Print the lines that run from the line with "a.bandwidth()" to the line with "x: &DVector<f64>, b: &DVector<f64>)", keeping both end lines, exactly as they appear in the entries below, and nothing else.

*** DATA SHOWN Section Begins ***

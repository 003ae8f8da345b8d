//! different utility modules used throughout the project
/// readers of the plain-text matrix and vector files
pub mod data_files;
/// logger setup and saving of the solution into text and csv files
pub mod logger;
/// parse document with structure like " title1 key1: value1, value2 key2: value2 title2 key3:value3, value4" into HashMap
pub mod task_parser;
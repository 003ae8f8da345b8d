//! Gaussian elimination: forward elimination followed by back substitution.
//!
//! * dense matrix with partial (row) pivoting
//! * dense matrix without pivoting
//! * symmetric matrix kept in packed or banded storage, without pivoting
//!
//! The non-pivoting variants rely on the matrix being diagonally dominant or otherwise well
//! conditioned. A diagonal that is exactly zero gives `DivisionByZero`, a diagonal whose
//! magnitude is below `pivot_tolerance` gives `SingularMatrix`. The pivoting variant only
//! uses the tolerance test.
use crate::somelinalg::linsys_error::{LinSysError, LinSysResult};
use crate::somelinalg::matrix_storage::{
    BandedStorage, DEFAULT_SYMMETRY_TOLERANCE, MatrixStorage, SymmetricPacked, SymmetricStorage,
};
use log::{debug, info};
use nalgebra::{DMatrix, DVector};

/// 2^-50, the smallest pivot magnitude accepted by the elimination
pub const DEFAULT_PIVOT_TOLERANCE: f64 = 8.881784197001252e-16;

/// numerical settings shared by the direct solvers
#[derive(Debug, Clone, PartialEq)]
pub struct SolverConfig {
    pub pivot_tolerance: f64,
    /// relative tolerance of the lower/upper comparison when symmetric input is loaded
    pub symmetry_tolerance: f64,
}

impl Default for SolverConfig {
    fn default() -> Self {
        SolverConfig {
            pivot_tolerance: DEFAULT_PIVOT_TOLERANCE,
            symmetry_tolerance: DEFAULT_SYMMETRY_TOLERANCE,
        }
    }
}

fn check_system(n_rows: usize, n_cols: usize, b_len: usize) -> LinSysResult<()> {
    if n_rows != n_cols {
        return Err(LinSysError::DimensionMismatch(format!(
            "coefficient matrix must be square, got {}x{}",
            n_rows, n_cols
        )));
    }
    if n_rows != b_len {
        return Err(LinSysError::DimensionMismatch(format!(
            "matrix has {} rows but right-hand side has {} elements",
            n_rows, b_len
        )));
    }
    Ok(())
}

/// the diagonal test of the non-pivoting variants
fn check_diagonal(diag: f64, step: usize, tolerance: f64) -> LinSysResult<()> {
    if diag == 0.0 {
        return Err(LinSysError::DivisionByZero { step });
    }
    if diag.abs() < tolerance {
        return Err(LinSysError::SingularMatrix { step, pivot: diag });
    }
    Ok(())
}

/// Back substitution for an upper triangular dense matrix stored in the upper part of `a`.
fn back_substitution_dense(a: &DMatrix<f64>, b: &DVector<f64>) -> DVector<f64> {
    let n = b.len();
    let mut x = DVector::zeros(n);
    for k in (0..n).rev() {
        let mut tmp = b[k];
        for j in k + 1..n {
            tmp -= a[(k, j)] * x[j];
        }
        x[k] = tmp / a[(k, k)];
    }
    x
}

/// Gaussian elimination with partial pivoting. `a` and `b` are overwritten: on return `a`
/// holds the upper triangular factor in its upper part and `b` the transformed right-hand side.
pub fn gauss_partial_pivoting(
    a: &mut DMatrix<f64>,
    b: &mut DVector<f64>,
    config: &SolverConfig,
) -> LinSysResult<DVector<f64>> {
    check_system(a.nrows(), a.ncols(), b.len())?;
    let n = b.len();
    if n == 0 {
        return Ok(DVector::zeros(0));
    }
    let mut swaps = 0;
    for k in 0..n - 1 {
        // pivot search in column k
        let mut amax = a[(k, k)].abs();
        let mut ip = k;
        for i in k + 1..n {
            if a[(i, k)].abs() > amax {
                amax = a[(i, k)].abs();
                ip = i;
            }
        }
        if amax < config.pivot_tolerance {
            return Err(LinSysError::SingularMatrix {
                step: k,
                pivot: a[(ip, k)],
            });
        }
        if ip != k {
            for j in k..n {
                a.swap((k, j), (ip, j));
            }
            b.swap_rows(k, ip);
            swaps += 1;
        }
        for i in k + 1..n {
            let alpha = a[(i, k)] / a[(k, k)];
            for j in k + 1..n {
                a[(i, j)] -= alpha * a[(k, j)];
            }
            b[i] -= alpha * b[k];
        }
    }
    let last = a[(n - 1, n - 1)];
    if last.abs() < config.pivot_tolerance {
        return Err(LinSysError::SingularMatrix {
            step: n - 1,
            pivot: last,
        });
    }
    debug!("partial pivoting: {} row exchanges", swaps);
    Ok(back_substitution_dense(a, b))
}

/// Gaussian elimination in the natural row order.
pub fn gauss_no_pivoting(
    a: &mut DMatrix<f64>,
    b: &mut DVector<f64>,
    config: &SolverConfig,
) -> LinSysResult<DVector<f64>> {
    check_system(a.nrows(), a.ncols(), b.len())?;
    let n = b.len();
    for k in 0..n {
        check_diagonal(a[(k, k)], k, config.pivot_tolerance)?;
        for i in k + 1..n {
            let factor = a[(i, k)] / a[(k, k)];
            for j in k..n {
                a[(i, j)] -= factor * a[(k, j)];
            }
            b[i] -= factor * b[k];
        }
    }
    Ok(back_substitution_dense(a, b))
}

/// Elimination without pivoting on the upper triangle of a symmetric matrix.
/// Row i of the reduced matrix equals column i, so a(i, k) is read as a(k, i) and only the
/// entries with j >= i are updated. Storage with a limited row extent (banded) restricts both
/// loops to the band of the pivot row.
pub fn gauss_symmetric<S: SymmetricStorage>(
    a: &mut S,
    b: &mut DVector<f64>,
    config: &SolverConfig,
) -> LinSysResult<DVector<f64>> {
    check_system(a.dim(), a.dim(), b.len())?;
    let n = b.len();
    if n == 0 {
        return Ok(DVector::zeros(0));
    }
    for k in 0..n - 1 {
        let diag = a.values()[a.upper_offset(k, k)];
        check_diagonal(diag, k, config.pivot_tolerance)?;
        let end = a.upper_row_end(k);
        for i in k + 1..end {
            let alpha = a.values()[a.upper_offset(k, i)] / diag;
            for j in i..end {
                let kj = a.upper_offset(k, j);
                let ij = a.upper_offset(i, j);
                let values = a.values_mut();
                values[ij] -= alpha * values[kj];
            }
            b[i] -= alpha * b[k];
        }
    }
    let last = a.values()[a.upper_offset(n - 1, n - 1)];
    check_diagonal(last, n - 1, config.pivot_tolerance)?;

    let mut x = DVector::zeros(n);
    for i in (0..n).rev() {
        let mut tmp = b[i];
        for j in i + 1..a.upper_row_end(i) {
            tmp -= a.values()[a.upper_offset(i, j)] * x[j];
        }
        x[i] = tmp / a.values()[a.upper_offset(i, i)];
    }
    Ok(x)
}

/// elimination on a symmetric matrix stored as its packed upper triangle
pub fn gauss_symmetric_packed(
    a: &mut SymmetricPacked,
    b: &mut DVector<f64>,
    config: &SolverConfig,
) -> LinSysResult<DVector<f64>> {
    info!(
        "symmetric packed elimination: n = {}, stored elements = {}",
        a.dim(),
        a.stored_elements()
    );
    gauss_symmetric(a, b, config)
}

/// elimination on a symmetric banded matrix, touching only the band
pub fn gauss_banded(
    a: &mut BandedStorage,
    b: &mut DVector<f64>,
    config: &SolverConfig,
) -> LinSysResult<DVector<f64>> {
    info!(
        "banded elimination: n = {}, bandwidth = {}",
        a.dim(),
        a.bandwidth()
    );
    gauss_symmetric(a, b, config)
}
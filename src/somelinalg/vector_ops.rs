//! elementary vector and matrix arithmetic shared by the solvers and the drivers
use crate::somelinalg::linsys_error::{LinSysError, LinSysResult};
use nalgebra::{DMatrix, DVector};

fn check_len(what: &str, expected: usize, got: usize) -> LinSysResult<()> {
    if expected != got {
        return Err(LinSysError::DimensionMismatch(format!(
            "{}: expected {}, got {}",
            what, expected, got
        )));
    }
    Ok(())
}

/// a + b
pub fn vector_add(a: &DVector<f64>, b: &DVector<f64>) -> LinSysResult<DVector<f64>> {
    check_len("vector_add", a.len(), b.len())?;
    Ok(a + b)
}

/// a^T b
pub fn inner_product(a: &DVector<f64>, b: &DVector<f64>) -> LinSysResult<f64> {
    check_len("inner_product", a.len(), b.len())?;
    Ok(a.dot(b))
}

/// sum of absolute values, the norm used by the CG stopping test
pub fn vector_norm1(a: &DVector<f64>) -> f64 {
    a.lp_norm(1)
}

/// c = A b for a (possibly rectangular) N x M matrix and a vector of length M
pub fn matrix_vector_product(a: &DMatrix<f64>, b: &DVector<f64>) -> LinSysResult<DVector<f64>> {
    check_len("matrix_vector_product (columns of A vs length of b)", a.ncols(), b.len())?;
    Ok(a * b)
}

/// AB for A of size N x K and B of size K x M
pub fn matrix_product(a: &DMatrix<f64>, b: &DMatrix<f64>) -> LinSysResult<DMatrix<f64>> {
    check_len("matrix_product (columns of A vs rows of B)", a.ncols(), b.nrows())?;
    Ok(a * b)
}

/// a^T (A B): row vector of length M for a of length N, A of size N x N and B of size N x M
pub fn bilinear_row_product(
    a: &DVector<f64>,
    mat_a: &DMatrix<f64>,
    mat_b: &DMatrix<f64>,
) -> LinSysResult<DVector<f64>> {
    let ab = matrix_product(mat_a, mat_b)?;
    check_len("bilinear_row_product (length of a vs rows of AB)", ab.nrows(), a.len())?;
    Ok((a.transpose() * ab).transpose())
}

/// r = b - A x
pub fn residual(a: &DMatrix<f64>, x: &DVector<f64>, b: &DVector<f64>) -> LinSysResult<DVector<f64>> {
    let ax = matrix_vector_product(a, x)?;
    check_len("residual (rows of A vs length of b)", ax.len(), b.len())?;
    Ok(b - ax)
}

/// ||b - A x||_2 / ||b||_2, or the absolute norm when b is the zero vector
pub fn relative_residual_norm(
    a: &DMatrix<f64>,
    x: &DVector<f64>,
    b: &DVector<f64>,
) -> LinSysResult<f64> {
    let r = residual(a, x, b)?;
    let b_norm = b.norm();
    if b_norm == 0.0 {
        Ok(r.norm())
    } else {
        Ok(r.norm() / b_norm)
    }
}

#[cfg(test)]
mod tests {
    use super::*;
    use approx::assert_relative_eq;

    #[test]
    fn test_vector_add_and_inner_product() {
        let a = DVector::from_vec(vec![1.0, 2.0, 3.0]);
        let b = DVector::from_vec(vec![4.0, -5.0, 6.0]);
        let sum = vector_add(&a, &b).unwrap();
        assert_eq!(sum, DVector::from_vec(vec![5.0, -3.0, 9.0]));
        assert_relative_eq!(inner_product(&a, &b).unwrap(), 12.0);
        assert_relative_eq!(vector_norm1(&b), 15.0);
        assert_relative_eq!(vector_norm1(&DVector::zeros(0)), 0.0);
    }

    #[test]
    fn test_length_mismatch_is_reported() {
        let a = DVector::from_vec(vec![1.0, 2.0]);
        let b = DVector::from_vec(vec![1.0, 2.0, 3.0]);
        assert!(matches!(
            inner_product(&a, &b),
            Err(LinSysError::DimensionMismatch(_))
        ));
        let m = DMatrix::<f64>::identity(3, 3);
        assert!(matches!(
            matrix_vector_product(&m, &a),
            Err(LinSysError::DimensionMismatch(_))
        ));
    }

    #[test]
    fn test_matrix_vector_product_rectangular() {
        let a = DMatrix::from_row_slice(2, 3, &[1.0, 0.0, 2.0, -1.0, 3.0, 1.0]);
        let b = DVector::from_vec(vec![3.0, 2.0, 1.0]);
        let c = matrix_vector_product(&a, &b).unwrap();
        assert_eq!(c, DVector::from_vec(vec![5.0, 4.0]));
        assert_eq!(c, &a * &b);
    }

    #[test]
    fn test_matrix_product_and_bilinear() {
        let a = DMatrix::from_row_slice(2, 2, &[1.0, 2.0, 3.0, 4.0]);
        let b = DMatrix::from_row_slice(2, 3, &[1.0, 0.0, 1.0, 0.0, 1.0, 2.0]);
        let ab = matrix_product(&a, &b).unwrap();
        assert_eq!(ab, &a * &b);
        let v = DVector::from_vec(vec![1.0, -1.0]);
        let row = bilinear_row_product(&v, &a, &b).unwrap();
        // a^T A B = [1, -1] * [[1, 2, 5], [3, 4, 11]]
        assert_eq!(row, DVector::from_vec(vec![-2.0, -2.0, -6.0]));
        assert_eq!(row.len(), b.ncols());
    }

    #[test]
    fn test_product_shape_mismatch() {
        let a = DMatrix::<f64>::zeros(2, 3);
        let b = DMatrix::<f64>::zeros(2, 2);
        assert!(matches!(
            matrix_product(&a, &b),
            Err(LinSysError::DimensionMismatch(_))
        ));
        let ok = DMatrix::<f64>::zeros(3, 2);
        let v = DVector::from_vec(vec![1.0, 2.0, 3.0]);
        assert!(matches!(
            bilinear_row_product(&v, &a, &ok),
            Err(LinSysError::DimensionMismatch(_))
        ));
    }

    #[test]
    fn test_relative_residual_of_exact_solution() {
        let a = DMatrix::from_row_slice(2, 2, &[2.0, 1.0, 1.0, 3.0]);
        let x = DVector::from_vec(vec![1.0, 2.0]);
        let b = &a * &x;
        assert_relative_eq!(relative_residual_norm(&a, &x, &b).unwrap(), 0.0);
    }
}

*** DATA SHOWN Section Ends ***

**EXERCISE SOLUTION**
        a.bandwidth()
    );
    gauss_symmetric(a, b, config)
}
filename src/somelinalg/vector_ops.rs
//! elementary vector and matrix arithmetic shared by the solvers and the drivers
use crate::somelinalg::linsys_error::{LinSysError, LinSysResult};
use nalgebra::{DMatrix, DVector};

fn check_len(what: &str, expected: usize, got: usize) -> LinSysResult<()> {
    if expected != got {
        return Err(LinSysError::DimensionMismatch(format!(
            "{}: expected {}, got {}",
            what, expected, got
        )));
    }
    Ok(())
}

/// a + b
pub fn vector_add(a: &DVector<f64>, b: &DVector<f64>) -> LinSysResult<DVector<f64>> {
    check_len("vector_add", a.len(), b.len())?;
    Ok(a + b)
}

/// a^T b
pub fn inner_product(a: &DVector<f64>, b: &DVector<f64>) -> LinSysResult<f64> {
    check_len("inner_product", a.len(), b.len())?;
    Ok(a.dot(b))
}

/// sum of absolute values, the norm used by the CG stopping test
pub fn vector_norm1(a: &DVector<f64>) -> f64 {
    a.lp_norm(1)
}

/// c = A b for a (possibly rectangular) N x M matrix and a vector of length M
pub fn matrix_vector_product(a: &DMatrix<f64>, b: &DVector<f64>) -> LinSysResult<DVector<f64>> {
    check_len("matrix_vector_product (columns of A vs length of b)", a.ncols(), b.len())?;
    Ok(a * b)
}

/// AB for A of size N x K and B of size K x M
pub fn matrix_product(a: &DMatrix<f64>, b: &DMatrix<f64>) -> LinSysResult<DMatrix<f64>> {
    check_len("matrix_product (columns of A vs rows of B)", a.ncols(), b.nrows())?;
    Ok(a * b)
}

/// a^T (A B): row vector of length M for a of length N, A of size N x N and B of size N x M
pub fn bilinear_row_product(
    a: &DVector<f64>,
    mat_a: &DMatrix<f64>,
    mat_b: &DMatrix<f64>,
) -> LinSysResult<DVector<f64>> {
    let ab = matrix_product(mat_a, mat_b)?;
    check_len("bilinear_row_product (length of a vs rows of AB)", ab.nrows(), a.len())?;
    Ok((a.transpose() * ab).transpose())
}

/// r = b - A x
pub fn residual(a: &DMatrix<f64>, x: &DVector<f64>, b: &DVector<f64>) -> LinSysResult<DVector<f64>> {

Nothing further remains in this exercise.